**Task to carry out:** What lines below hold the string "elapsed"? Copy them all.

=== Data records ===

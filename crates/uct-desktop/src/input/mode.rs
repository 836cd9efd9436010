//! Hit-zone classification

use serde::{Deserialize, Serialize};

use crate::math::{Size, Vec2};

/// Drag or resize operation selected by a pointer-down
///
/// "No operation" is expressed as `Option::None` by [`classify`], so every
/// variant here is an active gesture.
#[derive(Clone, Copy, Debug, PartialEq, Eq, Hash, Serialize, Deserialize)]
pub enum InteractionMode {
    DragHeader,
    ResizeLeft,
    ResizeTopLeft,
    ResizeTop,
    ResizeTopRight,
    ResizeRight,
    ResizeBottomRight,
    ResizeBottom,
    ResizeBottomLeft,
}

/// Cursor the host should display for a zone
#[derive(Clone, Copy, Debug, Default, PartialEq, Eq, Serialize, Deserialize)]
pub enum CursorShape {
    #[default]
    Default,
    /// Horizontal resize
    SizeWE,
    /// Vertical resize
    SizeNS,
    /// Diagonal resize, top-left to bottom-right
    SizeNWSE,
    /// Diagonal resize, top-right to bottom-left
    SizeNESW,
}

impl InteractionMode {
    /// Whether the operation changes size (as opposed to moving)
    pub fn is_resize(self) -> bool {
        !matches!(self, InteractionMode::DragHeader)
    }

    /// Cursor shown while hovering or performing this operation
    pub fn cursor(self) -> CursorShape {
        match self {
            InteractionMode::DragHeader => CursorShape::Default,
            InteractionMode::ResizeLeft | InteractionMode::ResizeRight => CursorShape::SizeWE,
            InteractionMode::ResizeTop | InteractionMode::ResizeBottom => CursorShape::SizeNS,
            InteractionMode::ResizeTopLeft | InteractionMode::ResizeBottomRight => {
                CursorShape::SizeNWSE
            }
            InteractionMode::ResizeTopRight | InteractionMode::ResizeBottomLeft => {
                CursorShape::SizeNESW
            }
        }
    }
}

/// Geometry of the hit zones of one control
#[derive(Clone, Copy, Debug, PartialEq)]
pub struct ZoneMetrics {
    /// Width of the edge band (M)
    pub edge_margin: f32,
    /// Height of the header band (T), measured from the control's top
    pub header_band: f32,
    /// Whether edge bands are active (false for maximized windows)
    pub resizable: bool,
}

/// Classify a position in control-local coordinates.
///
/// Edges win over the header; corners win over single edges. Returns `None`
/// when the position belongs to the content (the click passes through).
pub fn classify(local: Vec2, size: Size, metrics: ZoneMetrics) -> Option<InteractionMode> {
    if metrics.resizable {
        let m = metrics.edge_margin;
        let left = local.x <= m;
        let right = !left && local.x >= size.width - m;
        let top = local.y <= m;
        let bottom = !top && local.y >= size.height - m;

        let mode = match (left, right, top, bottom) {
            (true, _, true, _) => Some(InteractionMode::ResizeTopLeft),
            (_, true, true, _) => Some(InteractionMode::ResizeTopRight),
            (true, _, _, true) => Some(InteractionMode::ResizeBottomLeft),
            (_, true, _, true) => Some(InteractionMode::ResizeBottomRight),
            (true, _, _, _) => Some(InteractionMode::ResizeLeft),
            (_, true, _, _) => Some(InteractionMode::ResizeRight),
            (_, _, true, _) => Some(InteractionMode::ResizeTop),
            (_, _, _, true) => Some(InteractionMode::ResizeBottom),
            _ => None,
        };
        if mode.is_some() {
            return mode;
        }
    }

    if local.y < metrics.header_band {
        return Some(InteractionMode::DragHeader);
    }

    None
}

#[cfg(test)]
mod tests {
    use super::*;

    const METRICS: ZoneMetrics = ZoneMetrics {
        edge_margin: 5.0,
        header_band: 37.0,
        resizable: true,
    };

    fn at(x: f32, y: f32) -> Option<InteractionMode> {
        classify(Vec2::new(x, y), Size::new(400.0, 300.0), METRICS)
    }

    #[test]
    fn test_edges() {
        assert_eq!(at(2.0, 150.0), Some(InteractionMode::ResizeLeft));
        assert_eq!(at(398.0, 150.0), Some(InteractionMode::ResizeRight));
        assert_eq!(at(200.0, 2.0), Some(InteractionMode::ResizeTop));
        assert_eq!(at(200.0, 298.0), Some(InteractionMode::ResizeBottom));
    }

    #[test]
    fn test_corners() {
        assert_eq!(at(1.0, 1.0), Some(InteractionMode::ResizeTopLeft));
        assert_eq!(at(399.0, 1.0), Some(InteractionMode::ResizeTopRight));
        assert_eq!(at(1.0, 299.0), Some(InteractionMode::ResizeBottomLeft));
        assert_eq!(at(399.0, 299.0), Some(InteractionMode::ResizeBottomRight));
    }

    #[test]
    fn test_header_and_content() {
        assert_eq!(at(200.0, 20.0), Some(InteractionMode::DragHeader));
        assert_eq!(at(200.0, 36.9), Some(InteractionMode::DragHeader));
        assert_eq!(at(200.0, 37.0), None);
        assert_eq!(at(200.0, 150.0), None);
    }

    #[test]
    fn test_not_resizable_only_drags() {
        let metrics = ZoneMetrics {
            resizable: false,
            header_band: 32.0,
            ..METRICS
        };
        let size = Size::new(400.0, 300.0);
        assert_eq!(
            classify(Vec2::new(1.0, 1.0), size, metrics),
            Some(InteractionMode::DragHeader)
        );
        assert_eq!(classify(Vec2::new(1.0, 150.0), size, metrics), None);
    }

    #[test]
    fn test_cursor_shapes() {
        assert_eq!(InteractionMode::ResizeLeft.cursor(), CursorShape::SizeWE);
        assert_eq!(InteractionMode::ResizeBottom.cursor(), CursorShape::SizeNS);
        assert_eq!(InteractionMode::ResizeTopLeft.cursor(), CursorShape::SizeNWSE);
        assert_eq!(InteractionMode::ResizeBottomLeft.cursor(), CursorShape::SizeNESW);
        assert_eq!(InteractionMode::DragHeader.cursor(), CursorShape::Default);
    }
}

===
=== Data records ===

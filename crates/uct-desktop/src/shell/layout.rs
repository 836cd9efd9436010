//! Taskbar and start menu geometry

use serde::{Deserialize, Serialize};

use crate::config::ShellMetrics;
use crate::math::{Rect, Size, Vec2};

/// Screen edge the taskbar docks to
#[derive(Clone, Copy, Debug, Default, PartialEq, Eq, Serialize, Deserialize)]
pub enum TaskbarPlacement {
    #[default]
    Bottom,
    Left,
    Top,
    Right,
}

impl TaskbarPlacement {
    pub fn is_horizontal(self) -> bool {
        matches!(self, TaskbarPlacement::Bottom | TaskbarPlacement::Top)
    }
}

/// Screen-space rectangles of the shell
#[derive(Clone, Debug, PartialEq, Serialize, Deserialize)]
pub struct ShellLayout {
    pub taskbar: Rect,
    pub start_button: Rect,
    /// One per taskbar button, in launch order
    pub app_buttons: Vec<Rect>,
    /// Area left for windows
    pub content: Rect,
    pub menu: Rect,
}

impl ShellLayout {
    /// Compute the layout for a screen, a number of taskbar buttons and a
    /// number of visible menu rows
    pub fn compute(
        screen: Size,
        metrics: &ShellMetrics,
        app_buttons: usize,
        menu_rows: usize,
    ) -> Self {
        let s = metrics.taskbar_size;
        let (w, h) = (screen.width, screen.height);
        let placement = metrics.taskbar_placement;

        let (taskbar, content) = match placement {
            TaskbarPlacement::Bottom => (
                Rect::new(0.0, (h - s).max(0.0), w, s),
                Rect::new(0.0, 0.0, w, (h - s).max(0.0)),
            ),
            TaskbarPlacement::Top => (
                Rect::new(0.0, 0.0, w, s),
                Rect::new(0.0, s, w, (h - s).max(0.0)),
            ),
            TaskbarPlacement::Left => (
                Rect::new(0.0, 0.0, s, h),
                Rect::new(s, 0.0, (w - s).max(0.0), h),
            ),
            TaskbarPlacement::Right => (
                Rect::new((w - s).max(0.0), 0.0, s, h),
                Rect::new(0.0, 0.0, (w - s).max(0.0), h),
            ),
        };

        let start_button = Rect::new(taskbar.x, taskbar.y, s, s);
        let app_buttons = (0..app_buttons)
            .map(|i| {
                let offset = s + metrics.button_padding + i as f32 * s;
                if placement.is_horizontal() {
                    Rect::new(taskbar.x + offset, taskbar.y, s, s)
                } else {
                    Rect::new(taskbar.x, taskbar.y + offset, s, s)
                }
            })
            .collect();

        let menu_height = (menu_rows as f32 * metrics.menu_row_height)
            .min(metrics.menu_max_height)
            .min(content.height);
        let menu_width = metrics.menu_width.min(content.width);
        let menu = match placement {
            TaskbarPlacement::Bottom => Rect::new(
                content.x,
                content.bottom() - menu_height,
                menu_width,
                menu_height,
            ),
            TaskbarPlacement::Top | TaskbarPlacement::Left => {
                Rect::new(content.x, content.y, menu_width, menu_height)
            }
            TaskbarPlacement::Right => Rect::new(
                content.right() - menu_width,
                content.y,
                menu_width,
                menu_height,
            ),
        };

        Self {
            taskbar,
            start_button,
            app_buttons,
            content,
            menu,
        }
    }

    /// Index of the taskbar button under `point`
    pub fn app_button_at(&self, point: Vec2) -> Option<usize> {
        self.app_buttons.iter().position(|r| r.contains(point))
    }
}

===
=== Data records ===

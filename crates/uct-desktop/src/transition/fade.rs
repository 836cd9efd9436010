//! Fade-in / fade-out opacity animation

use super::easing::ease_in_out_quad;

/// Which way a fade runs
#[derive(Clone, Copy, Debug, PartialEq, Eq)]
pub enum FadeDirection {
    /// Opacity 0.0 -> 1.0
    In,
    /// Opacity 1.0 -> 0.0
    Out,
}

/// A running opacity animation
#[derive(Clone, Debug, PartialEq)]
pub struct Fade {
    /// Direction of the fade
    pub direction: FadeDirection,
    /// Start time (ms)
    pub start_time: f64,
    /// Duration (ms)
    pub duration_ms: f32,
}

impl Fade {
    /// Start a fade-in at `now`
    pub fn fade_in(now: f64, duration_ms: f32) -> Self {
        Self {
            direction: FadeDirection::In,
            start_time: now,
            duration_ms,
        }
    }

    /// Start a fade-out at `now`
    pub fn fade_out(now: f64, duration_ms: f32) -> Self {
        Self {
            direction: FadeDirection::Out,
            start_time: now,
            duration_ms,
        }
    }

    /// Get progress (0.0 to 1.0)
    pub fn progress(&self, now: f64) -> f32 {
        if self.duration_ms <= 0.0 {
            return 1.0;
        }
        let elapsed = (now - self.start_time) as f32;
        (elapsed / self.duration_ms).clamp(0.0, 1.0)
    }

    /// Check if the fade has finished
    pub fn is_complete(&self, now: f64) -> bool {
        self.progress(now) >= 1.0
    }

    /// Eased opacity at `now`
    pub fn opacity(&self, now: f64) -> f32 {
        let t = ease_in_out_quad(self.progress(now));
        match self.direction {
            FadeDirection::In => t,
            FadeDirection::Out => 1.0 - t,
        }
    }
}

===

**Written reply:**
        let elapsed = (now - self.start_time) as f32;
        (elapsed / self.duration_ms).clamp(0.0, 1.0)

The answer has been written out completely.